Clean automatically – after detecting a virus, system will try to clean it (remove the virus). If a file cannot be disinfected, system will block the access to the file.

 

Move newly created files to Quarantine – check this checkbox to automatically place infected files to the Quarantine folder. This option allows keeping both the infected and also cleaned version of a file. To set up the Quarantine directory, click on the Advanced tab in the NOD32 Control Center. The default directory is C:\Program Files\ESET\Infected.

 

EXCLUSION

 

The Exclusions tab enables adding files, directories and boot sectors, which will not be tested by the antivirus system.
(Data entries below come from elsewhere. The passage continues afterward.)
//! Run configuration shared by every stage of the pipeline.
//!
//! A [`Params`] value is built once (normally by the CLI), validated, and
//! then threaded read-only through the cost evaluator, the optimizer and
//! the post-processor.

use std::fmt;
use std::str::FromStr;

use crate::{Error, Result};

/// Behavior of the cost evaluator when a sample falls outside an image.
#[derive(Debug, Clone, Copy, PartialEq, Eq)]
pub enum OutOfBounds {
    /// Clamp the coordinate to the nearest valid pixel.
    RepeatPixel,
    /// Treat the sample as a zero pixel with zero gradient.
    BlackPixel,
    /// The sample contributes nothing to the aggregated cost.
    ZeroCost,
    /// Fail the evaluation; out-of-range queries indicate a logic bug.
    Error,
    /// The sample contributes the maximum finite per-sample penalty.
    NanCost,
}

impl FromStr for OutOfBounds {
    type Err = Error;

    fn from_str(s: &str) -> Result<Self> {
        match s {
            "repeat" => Ok(OutOfBounds::RepeatPixel),
            "black" => Ok(OutOfBounds::BlackPixel),
            "zero" => Ok(OutOfBounds::ZeroCost),
            "error" => Ok(OutOfBounds::Error),
            "nan" => Ok(OutOfBounds::NanCost),
            other => Err(Error::InvalidParameters(format!(
                "unknown out-of-bounds policy '{other}', expected one of \
                 repeat, black, zero, error, nan"
            ))),
        }
    }
}

impl fmt::Display for OutOfBounds {
    fn fmt(&self, f: &mut fmt::Formatter<'_>) -> fmt::Result {
        let token = match self {
            OutOfBounds::RepeatPixel => "repeat",
            OutOfBounds::BlackPixel => "black",
            OutOfBounds::ZeroCost => "zero",
            OutOfBounds::Error => "error",
            OutOfBounds::NanCost => "nan",
        };
        f.write_str(token)
    }
}

/// Parameters of one stereo-matching run.
///
/// Intensity-dependent thresholds (`tau_col`, `tau_grad`, `gamma`) are
/// calibrated to pixel channels in the 0..255 range.
#[derive(Debug, Clone)]
pub struct Params {
    /// Balance between the color term (at 0) and the gradient term (at 1).
    pub alfa: f64,
    /// Truncation of the per-sample color L1 difference.
    pub tau_col: f64,
    /// Truncation of the per-sample gradient L1 difference.
    pub tau_grad: f64,
    /// Falloff of the adaptive support weight with color distance.
    pub gamma: f64,
    /// Side of the square support window; must be odd.
    pub window_size: u32,
    /// Smallest admissible disparity.
    pub min_d: i32,
    /// Largest admissible disparity; must be positive and exceed `min_d`.
    pub max_d: i32,
    /// Number of optimization sweeps.
    pub iterations: u32,
    /// Largest admissible plane slope, in degrees.
    pub max_slope: f64,
    /// Rescale the gradient planes to unit maximum magnitude.
    pub normalize_gradients: bool,
    /// What an out-of-range cost sample contributes.
    pub out_of_bounds: OutOfBounds,
    /// Shrink the support window for steep planes.
    pub resize_windows: bool,
    /// Clamp every evaluated disparity to `[min_d, max_d]`.
    pub planes_saturation: bool,
    /// Derive all random draws from a fixed seed (repeatable runs).
    pub use_pseudorand: bool,
    /// Restrict planes to fronto-parallel (constant disparity).
    pub const_disparities: bool,
}

impl Default for Params {
    fn default() -> Self {
        Self {
            alfa: 0.5,
            tau_col: 60.0,
            tau_grad: 30.0,
            gamma: 15.0,
            window_size: 35,
            min_d: 0,
            max_d: 70,
            iterations: 3,
            max_slope: 45.0,
            normalize_gradients: true,
            out_of_bounds: OutOfBounds::NanCost,
            resize_windows: true,
            planes_saturation: true,
            use_pseudorand: false,
            const_disparities: false,
        }
    }
}

impl Params {
    /// Check the internal consistency of the block.
    ///
    /// Called once before any pixel is touched; the rest of the pipeline
    /// relies on these invariants without re-checking them.
    pub fn validate(&self) -> Result<()> {
        if self.window_size == 0 || self.window_size % 2 == 0 {
            return Err(Error::InvalidParameters(format!(
                "window_size must be odd, got {}",
                self.window_size
            )));
        }
        if self.max_d <= 0 {
            return Err(Error::InvalidParameters(format!(
                "max_d must be positive, got {}",
                self.max_d
            )));
        }
        if self.max_d <= self.min_d {
            return Err(Error::InvalidParameters(format!(
                "max_d ({}) must exceed min_d ({})",
                self.max_d, self.min_d
            )));
        }
        if !(0.0..=1.0).contains(&self.alfa) {
            return Err(Error::InvalidParameters(format!(
                "alfa must lie in [0, 1], got {}",
                self.alfa
            )));
        }
        if self.gamma <= 0.0 {
            return Err(Error::InvalidParameters(format!(
                "gamma must be positive, got {}",
                self.gamma
            )));
        }
        if self.tau_col < 0.0 || self.tau_grad < 0.0 {
            return Err(Error::InvalidParameters(format!(
                "truncation thresholds must be non-negative, got tau_col {} tau_grad {}",
                self.tau_col, self.tau_grad
            )));
        }
        if self.max_slope < 0.0 {
            return Err(Error::InvalidParameters(format!(
                "max_slope must be non-negative, got {}",
                self.max_slope
            )));
        }
        Ok(())
    }

    /// Width of the admissible disparity interval.
    pub fn disparity_range(&self) -> f64 {
        (self.max_d - self.min_d) as f64
    }

    /// Largest finite value a single window sample can contribute.
    pub fn max_dissimilarity(&self) -> f64 {
        (1.0 - self.alfa) * self.tau_col + self.alfa * self.tau_grad
    }
}

#[cfg(test)]
mod tests {
    use super::*;

    #[test]
    fn defaults_are_valid() {
        assert!(Params::default().validate().is_ok());
    }

    #[test]
    fn even_window_is_rejected() {
        let params = Params {
            window_size: 4,
            ..Params::default()
        };
        assert!(params.validate().is_err());
    }

    #[test]
    fn inverted_disparity_range_is_rejected() {
        let params = Params {
            min_d: 10,
            max_d: 5,
            ..Params::default()
        };
        assert!(params.validate().is_err());

        let params = Params {
            min_d: -10,
            max_d: 0,
            ..Params::default()
        };
        assert!(params.validate().is_err());
    }

    #[test]
    fn policy_tokens_round_trip() {
        for token in ["repeat", "black", "zero", "error", "nan"] {
            let policy: OutOfBounds = token.parse().unwrap();
            assert_eq!(policy.to_string(), token);
        }
        assert!("nearest".parse::<OutOfBounds>().is_err());
    }

    #[test]
    fn max_dissimilarity_blends_thresholds() {
        let params = Params {
            alfa: 0.25,
            tau_col: 40.0,
            tau_grad: 8.0,
            ..Params::default()
        };
        assert!((params.max_dissimilarity() - (0.75 * 40.0 + 0.25 * 8.0)).abs() < 1e-12);
    }
}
It is not recommended to use this option, if your NOD32 antivirus system works without problems.

 

How to exclude an object from testing by AMON module? Follow next few steps.
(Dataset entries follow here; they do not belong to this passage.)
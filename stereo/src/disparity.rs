//! Dense floating-point disparity maps.

use std::fs::File;
use std::io::{BufRead, BufReader, BufWriter, Write};
use std::path::Path;

use image::GrayImage;

use pm_core::{Error, Result};

/// Per-pixel disparity with a validity mask.
///
/// Every pixel starts valid; the left-right consistency check clears the
/// mask for occluded or mismatched pixels. Later stages overwrite the
/// *values* of invalid pixels but leave the mask untouched, so exporters
/// can still distinguish measured from filled disparities.
#[derive(Debug, Clone)]
pub struct DisparityMap {
    pub data: Vec<f64>,
    pub valid: Vec<bool>,
    width: u32,
    height: u32,
    pub min_disparity: i32,
    pub max_disparity: i32,
}

impl DisparityMap {
    pub fn new(width: u32, height: u32, min_d: i32, max_d: i32) -> Self {
        let size = (width as usize) * (height as usize);
        Self {
            data: vec![0.0; size],
            valid: vec![true; size],
            width,
            height,
            min_disparity: min_d,
            max_disparity: max_d,
        }
    }

    pub fn width(&self) -> u32 {
        self.width
    }

    pub fn height(&self) -> u32 {
        self.height
    }

    #[inline]
    fn index(&self, x: u32, y: u32) -> usize {
        (y as usize) * (self.width as usize) + x as usize
    }

    #[inline]
    pub fn get(&self, x: u32, y: u32) -> f64 {
        self.data[self.index(x, y)]
    }

    #[inline]
    pub fn set(&mut self, x: u32, y: u32, value: f64) {
        let idx = self.index(x, y);
        self.data[idx] = value;
    }

    #[inline]
    pub fn is_valid(&self, x: u32, y: u32) -> bool {
        self.valid[self.index(x, y)]
    }

    pub fn set_valid(&mut self, x: u32, y: u32, valid: bool) {
        let idx = self.index(x, y);
        self.valid[idx] = valid;
    }

    /// Fraction of pixels still marked valid.
    pub fn valid_fraction(&self) -> f64 {
        if self.valid.is_empty() {
            return 0.0;
        }
        self.valid.iter().filter(|&&v| v).count() as f64 / self.valid.len() as f64
    }

    /// 8-bit visualization: the valid min..max range is linearly rescaled
    /// to 0..255; invalid pixels come out black.
    pub fn to_image(&self) -> GrayImage {
        let mut min_val = f64::INFINITY;
        let mut max_val = f64::NEG_INFINITY;
        for (&d, &ok) in self.data.iter().zip(&self.valid) {
            if ok && d.is_finite() {
                min_val = min_val.min(d);
                max_val = max_val.max(d);
            }
        }
        let range = max_val - min_val;

        let mut img = GrayImage::new(self.width, self.height);
        for (i, px) in img.as_mut().iter_mut().enumerate() {
            let d = self.data[i];
            *px = if !self.valid[i] || !d.is_finite() {
                0
            } else if range > 0.0 {
                (((d - min_val) / range) * 255.0).round().clamp(0.0, 255.0) as u8
            } else {
                0
            };
        }
        img
    }

    /// Write `x, y, disparity` lines with 8-digit precision, `x` as the
    /// outer index. With `nan_invalid` set, invalid pixels are written as
    /// `NaN` instead of their filled value.
    pub fn write_csv<W: Write>(&self, out: &mut W, nan_invalid: bool) -> Result<()> {
        for x in 0..self.width {
            for y in 0..self.height {
                if nan_invalid && !self.is_valid(x, y) {
                    writeln!(out, "{x}, {y}, NaN")?;
                } else {
                    writeln!(out, "{x}, {y}, {:.8}", self.get(x, y))?;
                }
            }
        }
        Ok(())
    }

    pub fn write_csv_file<P: AsRef<Path>>(&self, path: P, nan_invalid: bool) -> Result<()> {
        let mut out = BufWriter::new(File::create(path)?);
        self.write_csv(&mut out, nan_invalid)
    }

    /// Parse a CSV produced by [`write_csv`](Self::write_csv).
    ///
    /// Dimensions are inferred from the largest coordinates seen; `NaN`
    /// entries come back as invalid pixels.
    pub fn read_csv<R: BufRead>(reader: R) -> Result<Self> {
        let mut entries: Vec<(u32, u32, f64)> = Vec::new();
        let mut width = 0u32;
        let mut height = 0u32;

        for (lineno, line) in reader.lines().enumerate() {
            let line = line?;
            if line.trim().is_empty() {
                continue;
            }
            let mut fields = line.split(',').map(str::trim);
            fn parse<'a>(field: Option<&'a str>, line: &str, lineno: usize) -> Result<&'a str> {
                field.ok_or_else(|| {
                    Error::InvalidInput(format!("malformed CSV line {}: '{line}'", lineno + 1))
                })
            }
            let x: u32 = parse(fields.next(), &line, lineno)?.parse().map_err(|_| {
                Error::InvalidInput(format!("bad column index on CSV line {}", lineno + 1))
            })?;
            let y: u32 = parse(fields.next(), &line, lineno)?.parse().map_err(|_| {
                Error::InvalidInput(format!("bad row index on CSV line {}", lineno + 1))
            })?;
            let d: f64 = parse(fields.next(), &line, lineno)?.parse().map_err(|_| {
                Error::InvalidInput(format!("bad disparity on CSV line {}", lineno + 1))
            })?;
            width = width.max(x + 1);
            height = height.max(y + 1);
            entries.push((x, y, d));
        }

        if entries.is_empty() {
            return Err(Error::InvalidInput("empty disparity CSV".to_string()));
        }

        let mut map = DisparityMap::new(width, height, 0, 0);
        for (x, y, d) in entries {
            map.set(x, y, d);
            if d.is_nan() {
                map.set_valid(x, y, false);
            }
        }

        let finite = map.data.iter().copied().filter(|d| d.is_finite());
        map.min_disparity = finite.clone().fold(f64::INFINITY, f64::min).floor() as i32;
        map.max_disparity = finite.fold(f64::NEG_INFINITY, f64::max).ceil() as i32;
        Ok(map)
    }

    pub fn read_csv_file<P: AsRef<Path>>(path: P) -> Result<Self> {
        Self::read_csv(BufReader::new(File::open(path)?))
    }
}

#[cfg(test)]
mod tests {
    use super::*;

    #[test]
    fn to_image_rescales_valid_range() {
        let mut map = DisparityMap::new(3, 1, 0, 10);
        map.set(0, 0, 2.0);
        map.set(1, 0, 7.0);
        map.set(2, 0, 12.0);
        map.set_valid(2, 0, false);

        let img = map.to_image();
        // Valid range is 2..7; the invalid pixel renders black.
        assert_eq!(img.get_pixel(0, 0)[0], 0);
        assert_eq!(img.get_pixel(1, 0)[0], 255);
        assert_eq!(img.get_pixel(2, 0)[0], 0);
    }

    #[test]
    fn csv_round_trip_preserves_values() {
        let mut map = DisparityMap::new(4, 3, 0, 20);
        for y in 0..3 {
            for x in 0..4 {
                map.set(x, y, 0.125 + f64::from(x) * 3.5 + f64::from(y) * 0.0625);
            }
        }

        let mut buf = Vec::new();
        map.write_csv(&mut buf, false).unwrap();
        let back = DisparityMap::read_csv(buf.as_slice()).unwrap();

        assert_eq!(back.width(), 4);
        assert_eq!(back.height(), 3);
        for y in 0..3 {
            for x in 0..4 {
                let a = map.get(x, y);
                let b = back.get(x, y);
                // Written with 8 fractional digits.
                assert!((a - b).abs() < 5e-9, "({x}, {y}): {a} vs {b}");
            }
        }
    }

    #[test]
    fn invalid_pixels_round_trip_as_nan() {
        let mut map = DisparityMap::new(2, 1, 0, 5);
        map.set(0, 0, 3.0);
        map.set(1, 0, 4.0);
        map.set_valid(1, 0, false);

        let mut buf = Vec::new();
        map.write_csv(&mut buf, true).unwrap();
        let text = String::from_utf8(buf.clone()).unwrap();
        assert!(text.contains("NaN"));

        let back = DisparityMap::read_csv(buf.as_slice()).unwrap();
        assert!(back.is_valid(0, 0));
        assert!(!back.is_valid(1, 0));
        assert!(back.get(1, 0).is_nan());
    }

    #[test]
    fn csv_rows_iterate_x_outer() {
        let mut map = DisparityMap::new(2, 2, 0, 5);
        map.set(1, 0, 9.0);
        let mut buf = Vec::new();
        map.write_csv(&mut buf, false).unwrap();
        let text = String::from_utf8(buf).unwrap();
        let lines: Vec<&str> = text.lines().collect();
        assert!(lines[0].starts_with("0, 0"));
        assert!(lines[1].starts_with("0, 1"));
        assert!(lines[2].starts_with("1, 0"));
    }
}
//! Depth recovery from disparity maps.
//!
//! Disparity is inversely proportional to depth: `z = f * B / d` for a
//! rectified rig with focal length `f` and baseline `B`.

use nalgebra::Point3;

use crate::disparity::DisparityMap;

/// Rectified-rig geometry needed to turn disparity into metric depth.
#[derive(Debug, Clone, Copy)]
pub struct StereoParams {
    pub focal_length: f64,
    pub baseline: f64,
    pub cx: f64,
    pub cy: f64,
}

impl StereoParams {
    pub fn new(focal_length: f64, baseline: f64, cx: f64, cy: f64) -> Self {
        Self {
            focal_length,
            baseline,
            cx,
            cy,
        }
    }

    /// Depth of a single disparity; `None` for near-zero disparities.
    pub fn disparity_to_depth(&self, disparity: f64) -> Option<f64> {
        if disparity.abs() < 1e-6 {
            None
        } else {
            Some((self.focal_length * self.baseline) / disparity)
        }
    }
}

/// Per-pixel depth of a disparity map; invalid or non-finite pixels yield
/// `None`.
pub fn disparity_to_depth(map: &DisparityMap, params: &StereoParams) -> Vec<Option<f64>> {
    map.data
        .iter()
        .zip(&map.valid)
        .map(|(&d, &ok)| {
            if !ok || !d.is_finite() {
                None
            } else {
                params.disparity_to_depth(d)
            }
        })
        .collect()
}

/// Back-project one pixel to a 3D point in the left camera frame.
pub fn disparity_to_3d(
    x: u32,
    y: u32,
    disparity: f64,
    params: &StereoParams,
) -> Option<Point3<f64>> {
    let depth = params.disparity_to_depth(disparity)?;
    let xn = (f64::from(x) - params.cx) / params.focal_length;
    let yn = (f64::from(y) - params.cy) / params.focal_length;
    Some(Point3::new(xn * depth, yn * depth, depth))
}

/// Minimum, maximum and mean of the defined depths.
pub fn depth_stats(depths: &[Option<f64>]) -> Option<(f64, f64, f64)> {
    let defined: Vec<f64> = depths.iter().filter_map(|&d| d).collect();
    if defined.is_empty() {
        return None;
    }
    let min = defined.iter().copied().fold(f64::INFINITY, f64::min);
    let max = defined.iter().copied().fold(f64::NEG_INFINITY, f64::max);
    let mean = defined.iter().sum::<f64>() / defined.len() as f64;
    Some((min, max, mean))
}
  • Click on the Add ... button
  • Enter path to the requested file, or use the Folder / File buttons.
  • Select in the Add to list section, whether object will be excluded permanently, or temporarily.
  • If you mark a File / Directory as temporarily excluded from scanning, exclusion will be cancelled after next restart, or when manually removed from the list.

 

Default – cancels all exclusions.

 

SECURITY

 

In the Security tab, you can set up the basic actions of the AMON module.

 

Actions supported in warning window - actions, which are offered to user when displaying the warning window upon alert (when AMON finds an infected file).

 

In the File system monitor (AMON) startup section you can set up the conditions for initializing the residential protection.

 

Enable automatic startup of AMON – enables automatic start of the residential protection at the startup.

 

Allow manual stopping - allows disabling of the residential protection by user

 

Load file system monitor dynamically - enables initializing of the residential protection to the memory in older MS Windows versions after initializing other system drivers, which decreases the possibility of conflicts with the older operating systems. With newer versions of MS Windows this problem does not occur, therefore this option is not available.

 

Enable instant Virus database update - allows replacing the old virus database with a new one shortly after downloading it from the internet.

 

FREQUENTLY ASKED QUESTIONS

 

How can I temporarily turn AMON off?

 

Some applications require turning off the antivirus protection for their installation. Please be careful when turning off AMON, since you lose protection against viruses. That’s why it is not recommended to turn AMON off for a longer period. Please do not forget to start AMON immediately after.

 

How to turn AMON off:

  • Open the NOD32 Control Center panel by clicking on the white-green icon in the system tray.
  • Select AMON from the Threat Protection group of options.
  • In the right panel uncheck the checkbox File system monitor (AMON) enabled.
  • Turning off AMON will cause the change the color of green Control Center icon to red.

Important note:

Do not turn off AMON module by clicking the Stop button. This would completely take away the AMON driver from memory and some operation systems cannot apply the driver again without restarting.

 

AMON keeps on displaying information about number of infected files, even though they have been cleaned / deleted.

 

Because the counter of infiltrated files is refreshed after each computer restart, the total number of infiltrated files will be displayed in the status window until the computer will be restarted, even if you already cleaned or deleted the infected files.